Bütün okullarımızın sabahtan akşama eğitim yapmasını istiyoruz. Sabahçı-öğlenci kavramını Üsküdar'dan yok etmek istiyoruz.
- 4+4+4 bu konuda etkili oluyor mu?
- Bu bizi biraz zorluyor, çünkü zorunlu eğitim 8 yıldan 12 yıla çıktı. Zaten bina sayısında zayıf olan Üsküdar, şimdi üzerine bir yük daha almış olacak. Kanuna göre birinci dört ile ikinci dördün farklı binalarda olması düşünülüyor. Aynı binada olsa bile giriş çıkışları farklı olacak vs. Halbuki buna göre dizayn edilmemiş çok okullarımız var. Bunların hepsini elden geçireceğiz ama imar planlarındaki bu süreç bizim elimizi güçlendirecek, çünkü okul ihtiyacı olan Kirazlıtepe, Yavuztürk gibi mahallelerde kamuya terk edilecek alanlara okul yapıyoruz. Devletin imkanları da genişledi, Üsküdar'da yılda 4-5 tane okul yaptıracak bütçeyi İl Özel İdaresi'nden alabiliyorum. Hedefim görev sürem boyunca bu ihtiyacı minimuma indirmek.
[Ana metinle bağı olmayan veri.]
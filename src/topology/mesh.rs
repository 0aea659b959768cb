//! One-dimensional mesh (chain) topology.
//!
//! Mesh(4): `0 - 1 - 2 - 3`, every neighbouring pair linked both ways.

use super::basic::AxisParams;
use super::links::LinkGraph;
use super::types::{
    Bandwidth, ConnectionPolicy, DeviceId, Latency, Route, TopologyBuildingBlock, TopologyError,
};

#[derive(Debug, Clone)]
pub struct Mesh {
    params: AxisParams,
    links: LinkGraph,
}

impl Mesh {
    pub fn new(
        npus_count: usize,
        bandwidth: Bandwidth,
        latency: Latency,
        is_multi_dim: bool,
    ) -> Result<Self, TopologyError> {
        let params = AxisParams::new(TopologyBuildingBlock::Mesh, npus_count, bandwidth, latency)?;
        let mut mesh = Self {
            params,
            links: LinkGraph::new(npus_count),
        };
        if !is_multi_dim {
            mesh.links = params.build_links(npus_count, &mesh.connection_policies())?;
        }
        Ok(mesh)
    }

    pub fn params(&self) -> &AxisParams {
        &self.params
    }

    pub fn links(&self) -> &LinkGraph {
        &self.links
    }

    /// Walk the contiguous range between src and dst
    pub fn route(&self, src: DeviceId, dst: DeviceId) -> Result<Route, TopologyError> {
        self.params.check_endpoints(src, dst)?;
        let route = if dst > src {
            (src..=dst).collect()
        } else {
            (dst..=src).rev().collect()
        };
        Ok(route)
    }

    pub fn connection_policies(&self) -> Vec<ConnectionPolicy> {
        (0..self.params.npus_count.saturating_sub(1))
            .flat_map(|i| [ConnectionPolicy::new(i, i + 1), ConnectionPolicy::new(i + 1, i)])
            .collect()
    }
}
- Görev sürenizde bir belediye seçimi olacak?
- Biz seçimi kazansak da kaybetsek de bunlarla ilgili değil. Bu eğitim imkanını millete ne kadar acil sunarsanız o kadar faydalı olmuş olursunuz. Bunun ötesinde okullarımızın eğitim kalitesinin artması, çocukların sabahtan akşama kadar okulda kalacakları spor ve oyun alanlarının mutlaka olmasını hedefliyoruz.
Haydarpaşa Lisesi projemiz hazır. Orada tarihi dokusunu muhafaza ederek 800 yataklı, otopark ve helikopter pistine sahip bir hastane yapılacak. Siyami Ersek ile birleştirilip kampus hastanesi yapma planı var. Diğer hastanelerimizle ilgili de birçok projelerimiz var. Onlarla birlikte Üsküdar bir sağlık merkezi haline gelecek.
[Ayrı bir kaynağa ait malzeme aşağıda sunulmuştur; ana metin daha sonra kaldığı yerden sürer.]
#[cfg(test)]
mod tests {
    use super::*;

    fn ring(nodes_count: usize, dimension: Dimension) -> LogicalTopology {
        let participants: Vec<usize> = (0..nodes_count).collect();
        LogicalTopology::from_participants(
            LogicalTopologyKind::HyperCube,
            dimension,
            0,
            &participants,
        )
        .unwrap()
    }

    fn algorithm(
        com_type: ComType,
        nodes_count: usize,
        policy: InjectionPolicy,
    ) -> CollectiveAlgorithm {
        CollectiveAlgorithm::new(
            com_type,
            0,
            &ring(nodes_count, Dimension::Local),
            1024,
            Direction::Clockwise,
            policy,
        )
        .unwrap()
    }

    #[derive(Debug, Default)]
    struct Outcome {
        sends: u64,
        sends_at_zombie: Option<u64>,
        finished: bool,
        states: Vec<StreamState>,
    }

    /// Run one node against a loopback: every posted receive is answered at
    /// once and every released packet comes back as a `General` event.
    fn drive(algorithm: &mut CollectiveAlgorithm) -> Outcome {
        let mut stream = StreamContext::new(7, 0);
        let mut queue = VecDeque::from([EventType::StreamInit]);
        let mut outcome = Outcome::default();
        while let Some(event) = queue.pop_front() {
            if stream.state == StreamState::Dead {
                break;
            }
            for effect in algorithm.run(event, &stream).unwrap() {
                match effect {
                    Effect::ChangeState(state) => {
                        stream.state = state;
                        outcome.states.push(state);
                        if state == StreamState::Zombie {
                            outcome.sends_at_zombie = Some(outcome.sends);
                        }
                    }
                    Effect::ReleasePackets(bundle) => {
                        let released = bundle.packets.len();
                        queue.extend(std::iter::repeat(EventType::General).take(released))
                    }
                    Effect::Send(request) => {
                        assert_eq!(request.tag, 7);
                        outcome.sends += 1;
                    }
                    Effect::Recv(_) => queue.push_back(EventType::PacketReceived),
                    Effect::ProceedToNext => {
                        outcome.finished = true;
                        stream.state = StreamState::Dead;
                    }
                }
            }
        }
        outcome
    }

    #[test]
    fn test_round_table() {
        let all_reduce = algorithm(ComType::AllReduce, 8, InjectionPolicy::Normal);
        assert_eq!(all_reduce.stream_count(), 6);
        assert_eq!(all_reduce.max_count(), 7);
        assert_eq!(all_reduce.final_data_size(), 1024);
        assert_eq!(all_reduce.msg_size(), 128);

        let reduce_scatter = algorithm(ComType::ReduceScatter, 8, InjectionPolicy::Normal);
        assert_eq!(reduce_scatter.stream_count(), 3);
        assert_eq!(reduce_scatter.max_count(), 7);
        assert_eq!(reduce_scatter.final_data_size(), 128);
        assert_eq!(reduce_scatter.msg_size(), 128);

        let all_gather = algorithm(ComType::AllGather, 8, InjectionPolicy::Normal);
        assert_eq!(all_gather.stream_count(), 3);
        assert_eq!(all_gather.max_count(), 0);
        assert_eq!(all_gather.final_data_size(), 8192);
        assert_eq!(all_gather.msg_size(), 1024);

        let all_to_all = algorithm(ComType::AllToAll, 8, InjectionPolicy::Normal);
        assert_eq!(all_to_all.stream_count(), 28);
        assert_eq!(all_to_all.max_count(), 0);
        assert_eq!(all_to_all.final_data_size(), 1024);
        assert_eq!(all_to_all.msg_size(), 128);
    }

    #[test]
    fn test_parallel_reduce() {
        for nodes_count in 2..=16 {
            let aggressive = algorithm(ComType::AllToAll, nodes_count, InjectionPolicy::Aggressive);
            assert_eq!(aggressive.parallel_reduce(), nodes_count as u64 - 1);
            let normal = algorithm(ComType::AllToAll, nodes_count, InjectionPolicy::Normal);
            assert_eq!(normal.parallel_reduce(), 1);
            let all_reduce =
                algorithm(ComType::AllReduce, nodes_count, InjectionPolicy::Aggressive);
            assert_eq!(all_reduce.parallel_reduce(), 1);
        }
        let single = algorithm(ComType::AllToAll, 1, InjectionPolicy::Aggressive);
        assert_eq!(single.parallel_reduce(), 1);
    }

    #[test]
    fn test_transmission_follows_dimension() {
        let local = algorithm(ComType::AllReduce, 4, InjectionPolicy::Normal);
        assert_eq!(local.transmission(), Transmission::Fast);

        let vertical = CollectiveAlgorithm::new(
            ComType::AllReduce,
            0,
            &ring(4, Dimension::Vertical),
            1024,
            Direction::Clockwise,
            InjectionPolicy::Normal,
        )
        .unwrap();
        assert_eq!(vertical.transmission(), Transmission::Usual);
    }

    #[test]
    fn test_neighbors() {
        let clockwise = algorithm(ComType::AllReduce, 4, InjectionPolicy::Normal);
        assert_eq!((clockwise.curr_receiver(), clockwise.curr_sender()), (1, 3));

        let anticlockwise = CollectiveAlgorithm::new(
            ComType::AllReduce,
            0,
            &ring(4, Dimension::Local),
            1024,
            Direction::Anticlockwise,
            InjectionPolicy::Normal,
        )
        .unwrap();
        assert_eq!((anticlockwise.curr_receiver(), anticlockwise.curr_sender()), (3, 1));
    }

    #[test]
    fn test_all_reduce_rounds_before_zombie() {
        for nodes_count in [2, 3, 4, 8, 16] {
            let mut all_reduce =
                algorithm(ComType::AllReduce, nodes_count, InjectionPolicy::Normal);
            let rounds = 2 * (nodes_count as f64).ln().ceil() as u64;
            let outcome = drive(&mut all_reduce);
            assert_eq!(outcome.sends_at_zombie, Some(rounds), "N = {}", nodes_count);
            assert_eq!(outcome.sends, rounds);
            assert!(outcome.finished);
            assert_eq!(outcome.states, vec![StreamState::Executing, StreamState::Zombie]);
            assert_eq!(all_reduce.stream_count(), 0);
            assert_eq!(all_reduce.total_packets_sent(), rounds);
            assert_eq!(all_reduce.total_packets_received(), rounds);
        }
    }

    #[test]
    fn test_aggressive_all_to_all_completes() {
        let mut all_to_all = algorithm(ComType::AllToAll, 4, InjectionPolicy::Aggressive);
        let outcome = drive(&mut all_to_all);
        assert_eq!(outcome.sends, 6);
        assert!(outcome.finished);
        assert_eq!(all_to_all.pending_packets(), 0);
        assert_eq!(all_to_all.free_packets(), 3);
    }

    #[test]
    fn test_single_node_finishes_without_sending() {
        let mut all_reduce = algorithm(ComType::AllReduce, 1, InjectionPolicy::Normal);
        assert_eq!(all_reduce.stream_count(), 0);
        let outcome = drive(&mut all_reduce);
        assert_eq!(outcome.sends, 0);
        assert!(outcome.finished);
    }

    #[test]
    fn test_stream_init_injects_parallel_reduce_packets() {
        let mut all_to_all = algorithm(ComType::AllToAll, 5, InjectionPolicy::Aggressive);
        let effects = all_to_all
            .run(EventType::StreamInit, &StreamContext::new(1, 2))
            .unwrap();
        assert_eq!(effects.len(), 4);
        for effect in effects {
            let bundle = match effect {
                Effect::ReleasePackets(bundle) => bundle,
                other => panic!("unexpected effect {:?}", other),
            };
            assert_eq!(bundle.target, BundleTarget::MemoryAccelerator);
            assert!(!bundle.processed && !bundle.send_back);
            assert_eq!(bundle.packets.len(), 1);
            assert_eq!(bundle.packets[0].queue_id, 2);
        }
        assert_eq!(all_to_all.pending_packets(), 4);
        assert_eq!(all_to_all.zero_latency_packets(), 0);
        assert_eq!(all_to_all.non_zero_latency_packets(), 16);
    }

    #[test]
    fn test_pools_refill_with_toggle() {
        let mut all_reduce = algorithm(ComType::AllReduce, 4, InjectionPolicy::Normal);
        let stream = StreamContext::new(1, 0);
        all_reduce.run(EventType::StreamInit, &stream).unwrap();
        assert_eq!(
            (all_reduce.zero_latency_packets(), all_reduce.non_zero_latency_packets()),
            (0, 3)
        );

        let mut bundles = Vec::new();
        for _ in 0..3 {
            for effect in all_reduce.run(EventType::PacketReceived, &stream).unwrap() {
                if let Effect::ReleasePackets(bundle) = effect {
                    bundles.push(bundle);
                }
            }
        }
        assert_eq!(
            (all_reduce.zero_latency_packets(), all_reduce.non_zero_latency_packets()),
            (0, 0)
        );
        // first round has toggle set: reduced in the network
        assert!(bundles.iter().all(|b| b.processed && b.target == BundleTarget::Npu));
        assert_eq!(
            bundles.iter().map(|b| b.send_back).collect::<Vec<_>>(),
            vec![true, true, false]
        );

        let effects = all_reduce.run(EventType::PacketReceived, &stream).unwrap();
        assert_eq!(
            (all_reduce.zero_latency_packets(), all_reduce.non_zero_latency_packets()),
            (0, 3)
        );
        assert!(matches!(
            &effects[..],
            [Effect::ReleasePackets(PacketBundle { target: BundleTarget::MemoryAccelerator, .. })]
        ));

        // second round: toggle cleared, AllReduce packets are not reduced
        let effects = all_reduce.run(EventType::PacketReceived, &stream).unwrap();
        assert!(matches!(
            &effects[..],
            [Effect::ReleasePackets(PacketBundle { processed: false, .. })]
        ));
    }

    #[test]
    fn test_reduce_scatter_always_processed() {
        let mut reduce_scatter = algorithm(ComType::ReduceScatter, 4, InjectionPolicy::Normal);
        let stream = StreamContext::new(1, 0);
        reduce_scatter.run(EventType::StreamInit, &stream).unwrap();
        for _ in 0..3 {
            reduce_scatter.run(EventType::PacketReceived, &stream).unwrap();
        }
        reduce_scatter.run(EventType::PacketReceived, &stream).unwrap();
        let effects = reduce_scatter.run(EventType::PacketReceived, &stream).unwrap();
        assert!(matches!(
            &effects[..],
            [Effect::ReleasePackets(PacketBundle { processed: true, .. })]
        ));
    }

    #[test]
    fn test_ready_waits_for_free_slot() {
        let mut all_gather = algorithm(ComType::AllGather, 4, InjectionPolicy::Normal);
        let stream = StreamContext::new(3, 1);
        all_gather.run(EventType::StreamInit, &stream).unwrap();
        assert_eq!(all_gather.pending_packets(), 1);

        let effects = all_gather.run(EventType::General, &stream).unwrap();
        assert_eq!(
            effects,
            vec![
                Effect::ChangeState(StreamState::Executing),
                Effect::Send(TransferRequest { src: 0, dst: 1, size: 1024, tag: 3, vnet: 1 }),
                Effect::Recv(TransferRequest { src: 3, dst: 0, size: 1024, tag: 3, vnet: 1 }),
            ]
        );
        assert_eq!(all_gather.free_packets(), 0);
        assert_eq!(all_gather.pending_packets(), 0);

        // nothing pending: the free slot is kept
        let executing = StreamContext {
            state: StreamState::Executing,
            ..stream
        };
        assert!(all_gather.run(EventType::General, &executing).unwrap().is_empty());
        assert_eq!(all_gather.free_packets(), 1);
    }

    #[test]
    fn test_exit_is_idempotent() {
        let mut all_reduce = algorithm(ComType::AllReduce, 4, InjectionPolicy::Normal);
        all_reduce.run(EventType::StreamInit, &StreamContext::new(1, 0)).unwrap();
        assert_eq!(all_reduce.exit(), Some(Effect::ProceedToNext));
        assert_eq!(all_reduce.pending_packets(), 0);
        assert_eq!(all_reduce.locked_packets(), 0);
        assert_eq!(all_reduce.exit(), None);
        assert!(all_reduce.has_exited());
    }

    #[test]
    fn test_inject_nothing_is_an_error() {
        let mut all_reduce = algorithm(ComType::AllReduce, 4, InjectionPolicy::Normal);
        all_reduce.parallel_reduce = 0;
        assert_eq!(
            all_reduce
                .run(EventType::PacketReceived, &StreamContext::new(9, 0))
                .unwrap_err(),
            CollectiveError::InjectNothing { id: 0, stream_id: 9 }
        );
    }

    #[test]
    fn test_all_gather_size_overflow() {
        let err = CollectiveAlgorithm::new(
            ComType::AllGather,
            0,
            &ring(8, Dimension::Local),
            1 << 62,
            Direction::Clockwise,
            InjectionPolicy::Normal,
        )
        .unwrap_err();
        assert_eq!(
            err,
            CollectiveError::DataSizeOverflow {
                id: 0,
                data_size: 1 << 62,
                nodes_count: 8
            }
        );

        // the same size is fine when nothing is gathered
        let all_reduce = CollectiveAlgorithm::new(
            ComType::AllReduce,
            0,
            &ring(8, Dimension::Local),
            1 << 62,
            Direction::Clockwise,
            InjectionPolicy::Normal,
        )
        .unwrap();
        assert_eq!(all_reduce.msg_size(), 1 << 59);
    }

    #[test]
    fn test_unknown_node_rejected() {
        let err = CollectiveAlgorithm::new(
            ComType::AllReduce,
            9,
            &ring(4, Dimension::Local),
            1024,
            Direction::Clockwise,
            InjectionPolicy::Normal,
        )
        .unwrap_err();
        assert!(matches!(err, CollectiveError::Topology(_)));
    }
}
Bulgurlu tarafında bir karakol yapma projemiz var. Oradaki bir arsayı tahsis ettik ve yapacağız. Ancak biz polislerimizi karakollarda tutmak istemiyoruz. Şu anda arazide 30 tane karakolumuz var. Ama tabii resmi yazışmalar ve resmi işlemler için vatandaşların kalkıp Doğancılar ya da Çengelköy'e gitmeleri zor olduğu için bu karakolu yapmayı düşünüyoruz.
Bunlar ilçemizin en büyük projeleri. Üsküdar birçok noktasıyla alt yapısını tamamlamış bir ilçe. En büyük problemimiz Boğaz bölgesindeki imar sorunudur. 2960 sayılı Boğaziçi İmar Yasası, belki dönemin şartları içinde gecekondulaşmayı önlemek adına çıkarılmış bir yasaydı. Ancak şimdi bir takım değişiklikler yapılması gerekiyor. O kanuna rağmen o dönemden bu döneme kadar yine de yapılaşmalar olmuş. Bu ülke geçmişte bu sıkıntıları yaşadı. Bize düşen bu sorunları çözmektir.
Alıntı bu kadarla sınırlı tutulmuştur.